What should you expect if you’re a young Englishman on the wrong side of the law? Chances are, you’ll get a short jail sentence—but not much else. Prisoners serving less than a year typically receive little in the way of job training or other social services. When their term’s up, they tend to commit crimes at a high rate, with 60 percent back in the pen within a year. Once they become career criminals, “then taxpayers make a huge investment in them,” says Emily Bolton, associate director of the Londonbased organization Social Finance. “If only some of that money could have been used earlier, society could expect significant cost savings.”

Turning those imagined future savings into a financial asset is the goal of a new type of bond that Social Finance has spent three years developing. Social Impact Bonds raise investment capital for promising social programs, such as an anti-recidivism initiative for young offenders. If the intervention actually cuts reoffending rates, investors will be paid a share of that savings by the U.K. Ministry of Justice.

The idea of paying investors for future savings may sound simple, but working out the details has been a complex process, says Toby Eccles, founder and development director of Social Finance. “For government and investors, this is such a new way of thinking,” he says. “We had to convince government to sign up for a contract where they were paying purely on the achievement of social outcome.”

Under the terms of the contract, Social Finance raises the cocapital from foundations and high-net-worth people to fund a specific social program. That money is in effect the bond’s principal. If the program does not meet its goals, investors receive nothing. If the program meets its goals, the government pays the investors their principal plus a share of the savings.

The first bond, issued in March, raises £5 million for a six-year anti-recidivism initiative at Peterborough Prison in the east of England. Earnings kick in if the intervention reduces recidivism by at least 7.5 percent. Investors earn more with greater program success, with earnings capped at 13 percent.

For social sector organizations, the new financing model promises to deliver more reliable funding. Bolton describes current nonprofit funding mechanisms as “irrational.” Grants tend to be short term, with metrics focused on “how many people go through a program rather than the real change they made in the world,” she says. “And just as you get a program up and running and you’re ready to improve on it, the funding cuts off.” Social Impact Bonds build in a longer timeline, “so you have the ability to learn and improve on what works.”

Tight government budgets usually mean program cuts, especially for novel ideas. This model “creates room for innovation,” Bolton says, by opening a new funding stream.
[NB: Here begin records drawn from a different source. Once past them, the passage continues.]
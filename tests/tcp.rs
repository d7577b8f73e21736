//! TCP: close, accept, connect, ping-pong, continuous transfer.

mod common;

use std::sync::atomic::{AtomicBool, AtomicUsize, Ordering};
use std::sync::Arc;
use std::thread;
use std::time::{Duration, Instant};

use loopexec::{
    connect, read_until, receive, send, when_any, BoxSender, EventLoop, Ipv4Endpoint, SenderExt,
    TcpListener, TcpSocket,
};

use common::init_test_logging;

const PING_PONG_PORT: u16 = 1329;

fn ep(port: u16) -> Ipv4Endpoint {
    Ipv4Endpoint::new("127.0.0.1", port).unwrap()
}

#[test]
fn close_socket() {
    init_test_logging();
    let lp = EventLoop::new().unwrap();
    let sched = lp.scheduler();
    let socket = TcpSocket::new(&lp);

    lp.sync_wait(sched.schedule().pipe(socket.close()))
        .unwrap()
        .unwrap();
}

#[test]
fn bind_and_close_listener() {
    init_test_logging();
    let lp = EventLoop::new().unwrap();
    let sched = lp.scheduler();
    let listener = TcpListener::bind(&lp, ep(1330), 1).unwrap();

    lp.sync_wait(sched.schedule().pipe(listener.close()))
        .unwrap()
        .unwrap();
}

#[test]
fn no_incoming_connection() {
    init_test_logging();
    let timeout = Duration::from_millis(50);

    let lp = EventLoop::new().unwrap();
    let sched = lp.scheduler();
    let listener = TcpListener::bind(&lp, ep(1331), 1).unwrap();
    let socket = TcpSocket::new(&lp);

    let accepted = Arc::new(AtomicBool::new(false));
    let conn = listener
        .accept(&socket)
        .then({
            let accepted = accepted.clone();
            move |()| accepted.store(true, Ordering::SeqCst)
        })
        .finally(socket.close().pipe(listener.close()));

    let started = Instant::now();
    let race = sched.schedule().let_value({
        let sched = sched.clone();
        move |()| when_any(sched.schedule_after(timeout), conn)
    });
    lp.sync_wait(race).unwrap().unwrap();

    assert!(started.elapsed() + Duration::from_millis(2) >= timeout);
    assert!(!accepted.load(Ordering::SeqCst));
}

#[test]
fn no_data_to_read_until() {
    init_test_logging();
    let timeout = Duration::from_millis(50);
    let port = 1332;

    let data_received = Arc::new(AtomicBool::new(false));
    let connection_accepted = Arc::new(AtomicBool::new(false));

    let server = {
        let data_received = data_received.clone();
        let connection_accepted = connection_accepted.clone();
        thread::spawn(move || {
            let lp = EventLoop::new().unwrap();
            let sched = lp.scheduler();
            let listener = TcpListener::bind(&lp, ep(port), 1).unwrap();
            let socket = TcpSocket::new(&lp);

            let conn = listener
                .accept(&socket)
                .then({
                    let connection_accepted = connection_accepted.clone();
                    move |()| {
                        connection_accepted.store(true, Ordering::SeqCst);
                        [0u8; 4]
                    }
                })
                .pipe(read_until(&socket, |_| false))
                .then({
                    let data_received = data_received.clone();
                    move |(_buf, _n)| data_received.store(true, Ordering::SeqCst)
                })
                .finally(socket.close().pipe(listener.close()));

            let race = sched.schedule().let_value({
                let sched = sched.clone();
                move |()| when_any(sched.schedule_after(timeout), conn)
            });
            lp.sync_wait(race).unwrap().unwrap();
        })
    };

    let lp = EventLoop::new().unwrap();
    let sched = lp.scheduler();
    let socket = TcpSocket::new(&lp);
    let connected = Arc::new(AtomicBool::new(false));

    let conn = sched.schedule().let_value({
        let socket = socket.clone();
        let connected = connected.clone();
        move |()| {
            socket
                .connect(ep(port))
                .then(move |()| {
                    connected.store(true, Ordering::SeqCst);
                    thread::sleep(timeout);
                })
                .finally(socket.close())
        }
    });

    thread::sleep(Duration::from_millis(10));
    lp.sync_wait(conn).unwrap().unwrap();
    server.join().unwrap();

    assert!(connected.load(Ordering::SeqCst));
    assert!(connection_accepted.load(Ordering::SeqCst));
    assert!(!data_received.load(Ordering::SeqCst));
}

#[test]
fn ping_pong() {
    init_test_logging();
    let ping_received = Arc::new(AtomicBool::new(false));

    let server = {
        let ping_received = ping_received.clone();
        thread::spawn(move || {
            let lp = EventLoop::new().unwrap();
            let sched = lp.scheduler();
            let listener = TcpListener::bind(&lp, ep(PING_PONG_PORT), 1).unwrap();
            let socket = TcpSocket::new(&lp);

            let conn = sched
                .schedule()
                .pipe(listener.accept(&socket))
                .then(|()| [0u8; 4])
                .pipe(receive(&socket))
                .then({
                    let ping_received = ping_received.clone();
                    move |(buf, n)| {
                        assert_eq!(n, 4);
                        ping_received.store(&buf == b"Ping", Ordering::SeqCst);
                        *b"Pong"
                    }
                })
                .pipe(send(&socket))
                .pipe(socket.close())
                .pipe(listener.close());

            lp.sync_wait(conn).unwrap().unwrap();
        })
    };

    let lp = EventLoop::new().unwrap();
    let sched = lp.scheduler();
    let socket = TcpSocket::new(&lp);

    let conn = sched
        .schedule()
        .then(|()| ep(PING_PONG_PORT))
        .pipe(connect(&socket))
        .then(|()| *b"Ping")
        .pipe(send(&socket))
        .then(|()| [0u8; 4])
        .pipe(receive(&socket))
        .then(|(buf, n)| {
            assert_eq!(n, buf.len());
            assert_eq!(&buf, b"Pong");
        })
        .pipe(socket.close());

    thread::sleep(Duration::from_millis(50));
    lp.sync_wait(conn).unwrap().unwrap();
    server.join().unwrap();

    assert!(ping_received.load(Ordering::SeqCst));
}

/// Streams 100,000 consecutive little-endian u32 values in 250-value
/// chunks; the server echoes; the client checks it got every byte back.
#[test]
fn continuous_transfer() {
    init_test_logging();
    const VALUES: u32 = 100_000;
    const CHUNK_VALUES: u32 = 250;
    const CHUNK_BYTES: usize = (CHUNK_VALUES as usize) * 4;
    let port = 1333;

    fn echo_round(socket: TcpSocket, echoed: Arc<AtomicUsize>) -> BoxSender<()> {
        socket
            .clone()
            .receive(vec![0u8; CHUNK_BYTES])
            .let_value(move |(mut buf, n)| -> BoxSender<()> {
                if n == 0 {
                    socket.close().boxed()
                } else {
                    echoed.fetch_add(n, Ordering::SeqCst);
                    buf.truncate(n);
                    let socket2 = socket.clone();
                    let echoed2 = echoed.clone();
                    socket
                        .send(buf)
                        .let_value(move |()| echo_round(socket2, echoed2))
                        .boxed()
                }
            })
            .boxed()
    }

    let echoed = Arc::new(AtomicUsize::new(0));
    let server = {
        let echoed = echoed.clone();
        thread::spawn(move || {
            let lp = EventLoop::new().unwrap();
            let sched = lp.scheduler();
            let listener = TcpListener::bind(&lp, ep(port), 1).unwrap();
            let socket = TcpSocket::new(&lp);

            let conn = sched
                .schedule()
                .pipe(listener.accept(&socket))
                .let_value({
                    let socket = socket.clone();
                    move |()| echo_round(socket, echoed)
                })
                .pipe(listener.close());

            lp.sync_wait(conn).unwrap().unwrap();
        })
    };

    fn client_round(socket: TcpSocket, next: u32, received: Arc<AtomicUsize>) -> BoxSender<()> {
        if next >= VALUES {
            return socket.shutdown().pipe(socket.close()).boxed();
        }
        let chunk: Vec<u8> = (next..next + CHUNK_VALUES)
            .flat_map(u32::to_le_bytes)
            .collect();
        let socket2 = socket.clone();
        let received2 = received.clone();
        socket
            .clone()
            .send(chunk)
            .then(|()| vec![0u8; CHUNK_BYTES])
            .pipe(read_until(&socket, {
                let mut seen = 0usize;
                move |n| {
                    seen += n;
                    seen >= CHUNK_BYTES
                }
            }))
            .let_value(move |(_buf, total)| {
                received2.fetch_add(total, Ordering::SeqCst);
                client_round(socket2, next + CHUNK_VALUES, received2.clone())
            })
            .boxed()
    }

    let lp = EventLoop::new().unwrap();
    let sched = lp.scheduler();
    let socket = TcpSocket::new(&lp);
    let received = Arc::new(AtomicUsize::new(0));

    let conn = sched
        .schedule()
        .then(move |()| ep(port))
        .pipe(connect(&socket))
        .let_value({
            let socket = socket.clone();
            let received = received.clone();
            move |()| client_round(socket, 0, received)
        });

    thread::sleep(Duration::from_millis(50));
    lp.sync_wait(conn).unwrap().unwrap();
    server.join().unwrap();

    let total_bytes = (VALUES as usize) * 4;
    assert_eq!(received.load(Ordering::SeqCst), total_bytes);
    assert_eq!(echoed.load(Ordering::SeqCst), total_bytes);
}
Social Impact Bonds may be “the start of a funding revolution for organizations that specialize in preventative work,” says Rob Owen, chief executive of St. Giles Trust. His organization will be delivering services at Peterborough Prison, where he predicts a “win-win-win situation. Society wins as there are fewer victims of crime, the taxpayer wins as less money is spent on prisons, and clients win because they are given the chance to turn their lives around.”

Investors could win as well. Once Social Impact Bonds establish a track record, “we could see a pool of capital up to hundreds of millions [of pounds],” predicts Eccles. Future bonds could focus on improving preventive care to children in state care, elderly populations, or the mental health community.

Already, Social Impact Bonds are attracting attention. Social Finance welcomes imitation and plans to share what it learns. But Bolton offers a word of caution. Social Impact Bonds require an objective measurement of outcomes, “and that doesn’t work in every situation,” she says. “We think this is going to be one answer—not the answer.”